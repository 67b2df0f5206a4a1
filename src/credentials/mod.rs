//! Persisted OAuth credentials for the SmartThings integration.
//!
//! A single [`CredentialRecord`] is kept in memory and mirrored to a JSON file.
//! The record is either absent (never authenticated, or reset) or complete;
//! every token update replaces it as a whole.
//!
//! # Usage
//!
//! ```no_run
//! use smartthings_auth::credentials::{CredentialStore, TokenUpdate};
//! use chrono::{Duration, Utc};
//!
//! # fn main() -> anyhow::Result<()> {
//! let store = CredentialStore::open("credentials.json", Duration::minutes(5));
//!
//! let record = store.update(
//!     TokenUpdate {
//!         access_token: "access".to_string(),
//!         refresh_token: Some("refresh".to_string()),
//!         expires_in: 86_400,
//!         installed_app_id: None,
//!         location_id: None,
//!     },
//!     Utc::now(),
//! )?;
//! assert!(store.is_access_valid(Utc::now()));
//! println!("access token valid until {}", record.access_expires_at);
//!
//! store.clear();
//! # Ok(())
//! # }
//! ```

use crate::error::{AuthError, Result};
use chrono::{DateTime, Duration, Utc};
use serde::{Deserialize, Serialize};

mod storage;

pub use storage::{CredentialStore, LoggingTokenObserver, TokenObserver};

/// Refresh tokens are not returned with an expiry; they are treated as valid
/// for this long after the last token update.
pub const REFRESH_TOKEN_LIFETIME_DAYS: i64 = 30;

/// Key under which the access token is propagated to the host configuration.
pub const CONFIG_SYNC_KEY: &str = "smartthings";

/// The full credential record, as persisted on disk.
#[derive(Clone, Debug, PartialEq, Eq, Serialize, Deserialize)]
#[serde(rename_all = "camelCase")]
pub struct CredentialRecord {
    /// Bearer token for API calls
    pub access_token: String,

    /// Token used to obtain a new access token
    pub refresh_token: String,

    /// Instant the access token stops being usable
    pub access_expires_at: DateTime<Utc>,

    /// Instant the refresh token stops being usable (issue time + 30 days)
    pub refresh_expires_at: DateTime<Utc>,

    #[serde(default, skip_serializing_if = "Option::is_none")]
    pub installed_app_id: Option<String>,

    #[serde(default, skip_serializing_if = "Option::is_none")]
    pub location_id: Option<String>,
}

/// Fields received from the token endpoint.
///
/// `None` values keep whatever the current record holds, so a provider that
/// does not rotate the refresh token leaves the old one in place.
#[derive(Clone, Debug)]
pub struct TokenUpdate {
    pub access_token: String,
    pub refresh_token: Option<String>,
    /// Access token lifetime in seconds
    pub expires_in: i64,
    pub installed_app_id: Option<String>,
    pub location_id: Option<String>,
}

impl CredentialRecord {
    /// Builds the record that results from applying `update` at `issued_at`.
    ///
    /// # Errors
    /// `InvalidTokenResponse` when there is no refresh token to carry forward
    /// or the lifetime is not a positive, representable number of seconds.
    fn merged(
        current: Option<&CredentialRecord>,
        update: TokenUpdate,
        issued_at: DateTime<Utc>,
    ) -> Result<Self> {
        let refresh_token = update
            .refresh_token
            .or_else(|| current.map(|c| c.refresh_token.clone()))
            .ok_or_else(|| {
                AuthError::InvalidTokenResponse("no refresh token available".to_string())
            })?;

        if update.expires_in <= 0 {
            return Err(AuthError::InvalidTokenResponse(format!(
                "expires_in must be positive, got {}",
                update.expires_in
            )));
        }

        let access_expires_at = Duration::try_seconds(update.expires_in)
            .and_then(|lifetime| issued_at.checked_add_signed(lifetime))
            .ok_or_else(|| {
                AuthError::InvalidTokenResponse(format!(
                    "expires_in out of range: {}",
                    update.expires_in
                ))
            })?;
        let refresh_expires_at = issued_at
            .checked_add_signed(Duration::days(REFRESH_TOKEN_LIFETIME_DAYS))
            .ok_or_else(|| {
                AuthError::InvalidTokenResponse("issue time out of range".to_string())
            })?;

        Ok(Self {
            access_token: update.access_token,
            refresh_token,
            access_expires_at,
            refresh_expires_at,
            installed_app_id: update
                .installed_app_id
                .or_else(|| current.and_then(|c| c.installed_app_id.clone())),
            location_id: update
                .location_id
                .or_else(|| current.and_then(|c| c.location_id.clone())),
        })
    }
}
//! Error taxonomy for the credential lifecycle.

/// Result alias used throughout the crate.
pub type Result<T> = std::result::Result<T, AuthError>;

/// Errors raised by the store, the flow controller and the scheduler.
///
/// None of these are fatal to the host process: exchange failures are retried
/// by the scheduler, persistence failures are retried on the next tick, and an
/// expired refresh token leads to re-authorization.
#[derive(Debug, thiserror::Error)]
pub enum AuthError {
    /// Callback was missing `code`/`state`, or the state did not match the
    /// pending nonce.
    #[error("invalid callback: {0}")]
    InvalidCallback(String),

    /// Network failure or provider rejection during a token exchange.
    #[error("token exchange failed: {0}")]
    TokenExchangeFailed(String),

    /// Reading or writing the credential file failed.
    #[error("credential persistence failed: {0}")]
    PersistenceFailed(String),

    /// The refresh token is past its validity window.
    #[error("refresh token expired")]
    RefreshTokenExpired,

    /// No credential record exists.
    #[error("not authenticated")]
    NotAuthenticated,

    /// The token endpoint answered with something we cannot turn into a record.
    #[error("invalid token response: {0}")]
    InvalidTokenResponse(String),
}

impl From<reqwest::Error> for AuthError {
    fn from(err: reqwest::Error) -> Self {
        Self::TokenExchangeFailed(err.to_string())
    }
}

impl From<std::io::Error> for AuthError {
    fn from(err: std::io::Error) -> Self {
        Self::PersistenceFailed(err.to_string())
    }
}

What the task asks
Output the entire listing exactly, including each line.

Exercise response
repository 67b2df0f5206a4a1
filename src/credentials/mod.rs
//! Persisted OAuth credentials for the SmartThings integration.
//!
//! A single [`CredentialRecord`] is kept in memory and mirrored to a JSON file.
//! The record is either absent (never authenticated, or reset) or complete;
//! every token update replaces it as a whole.
//!
//! # Usage
//!
//! ```no_run
//! use smartthings_auth::credentials::{CredentialStore, TokenUpdate};
//! use chrono::{Duration, Utc};
//!
//! # fn main() -> anyhow::Result<()> {
//! let store = CredentialStore::open("credentials.json", Duration::minutes(5));
//!
//! let record = store.update(
//!     TokenUpdate {
//!         access_token: "access".to_string(),
//!         refresh_token: Some("refresh".to_string()),
//!         expires_in: 86_400,
//!         installed_app_id: None,
//!         location_id: None,
//!     },
//!     Utc::now(),
//! )?;
//! assert!(store.is_access_valid(Utc::now()));
//! println!("access token valid until {}", record.access_expires_at);
//!
//! store.clear();
//! # Ok(())
//! # }
//! ```

use crate::error::{AuthError, Result};
use chrono::{DateTime, Duration, Utc};
use serde::{Deserialize, Serialize};

mod storage;

pub use storage::{CredentialStore, LoggingTokenObserver, TokenObserver};

/// Refresh tokens are not returned with an expiry; they are treated as valid
/// for this long after the last token update.
pub const REFRESH_TOKEN_LIFETIME_DAYS: i64 = 30;

/// Key under which the access token is propagated to the host configuration.
pub const CONFIG_SYNC_KEY: &str = "smartthings";

/// The full credential record, as persisted on disk.
#[derive(Clone, Debug, PartialEq, Eq, Serialize, Deserialize)]
#[serde(rename_all = "camelCase")]
pub struct CredentialRecord {
    /// Bearer token for API calls
    pub access_token: String,

    /// Token used to obtain a new access token
    pub refresh_token: String,

    /// Instant the access token stops being usable
    pub access_expires_at: DateTime<Utc>,

    /// Instant the refresh token stops being usable (issue time + 30 days)
    pub refresh_expires_at: DateTime<Utc>,

    #[serde(default, skip_serializing_if = "Option::is_none")]
    pub installed_app_id: Option<String>,

    #[serde(default, skip_serializing_if = "Option::is_none")]
    pub location_id: Option<String>,
}

/// Fields received from the token endpoint.
///
/// `None` values keep whatever the current record holds, so a provider that
/// does not rotate the refresh token leaves the old one in place.
#[derive(Clone, Debug)]
pub struct TokenUpdate {
    pub access_token: String,
    pub refresh_token: Option<String>,
    /// Access token lifetime in seconds
    pub expires_in: i64,
    pub installed_app_id: Option<String>,
    pub location_id: Option<String>,
}

impl CredentialRecord {
    /// Builds the record that results from applying `update` at `issued_at`.
    ///
    /// # Errors
    /// `InvalidTokenResponse` when there is no refresh token to carry forward
    /// or the lifetime is not a positive, representable number of seconds.
    fn merged(
        current: Option<&CredentialRecord>,
        update: TokenUpdate,
        issued_at: DateTime<Utc>,
    ) -> Result<Self> {
        let refresh_token = update
            .refresh_token
            .or_else(|| current.map(|c| c.refresh_token.clone()))
            .ok_or_else(|| {
                AuthError::InvalidTokenResponse("no refresh token available".to_string())
            })?;

        if update.expires_in <= 0 {
            return Err(AuthError::InvalidTokenResponse(format!(
                "expires_in must be positive, got {}",
                update.expires_in
            )));
        }

        let access_expires_at = Duration::try_seconds(update.expires_in)
            .and_then(|lifetime| issued_at.checked_add_signed(lifetime))
            .ok_or_else(|| {
                AuthError::InvalidTokenResponse(format!(
                    "expires_in out of range: {}",
                    update.expires_in
                ))
            })?;
        let refresh_expires_at = issued_at
            .checked_add_signed(Duration::days(REFRESH_TOKEN_LIFETIME_DAYS))
            .ok_or_else(|| {
                AuthError::InvalidTokenResponse("issue time out of range".to_string())
            })?;

        Ok(Self {
            access_token: update.access_token,
            refresh_token,
            access_expires_at,
            refresh_expires_at,
            installed_app_id: update
                .installed_app_id
                .or_else(|| current.and_then(|c| c.installed_app_id.clone())),
            location_id: update
                .location_id
                .or_else(|| current.and_then(|c| c.location_id.clone())),
        })
    }
}
//! Error taxonomy for the credential lifecycle.

/// Result alias used throughout the crate.
pub type Result<T> = std::result::Result<T, AuthError>;

/// Errors raised by the store, the flow controller and the scheduler.
///
/// None of these are fatal to the host process: exchange failures are retried
/// by the scheduler, persistence failures are retried on the next tick, and an
/// expired refresh token leads to re-authorization.
#[derive(Debug, thiserror::Error)]
pub enum AuthError {
    /// Callback was missing `code`/`state`, or the state did not match the
    /// pending nonce.
    #[error("invalid callback: {0}")]
    InvalidCallback(String),

    /// Network failure or provider rejection during a token exchange.
    #[error("token exchange failed: {0}")]
    TokenExchangeFailed(String),

    /// Reading or writing the credential file failed.
    #[error("credential persistence failed: {0}")]
    PersistenceFailed(String),

    /// The refresh token is past its validity window.
    #[error("refresh token expired")]
    RefreshTokenExpired,

    /// No credential record exists.
    #[error("not authenticated")]
    NotAuthenticated,

    /// The token endpoint answered with something we cannot turn into a record.
    #[error("invalid token response: {0}")]
    InvalidTokenResponse(String),
}

impl From<reqwest::Error> for AuthError {
    fn from(err: reqwest::Error) -> Self {
        Self::TokenExchangeFailed(err.to_string())
    }
}

impl From<std::io::Error> for AuthError {
    fn from(err: std::io::Error) -> Self {
        Self::PersistenceFailed(err.to_string())
    }
}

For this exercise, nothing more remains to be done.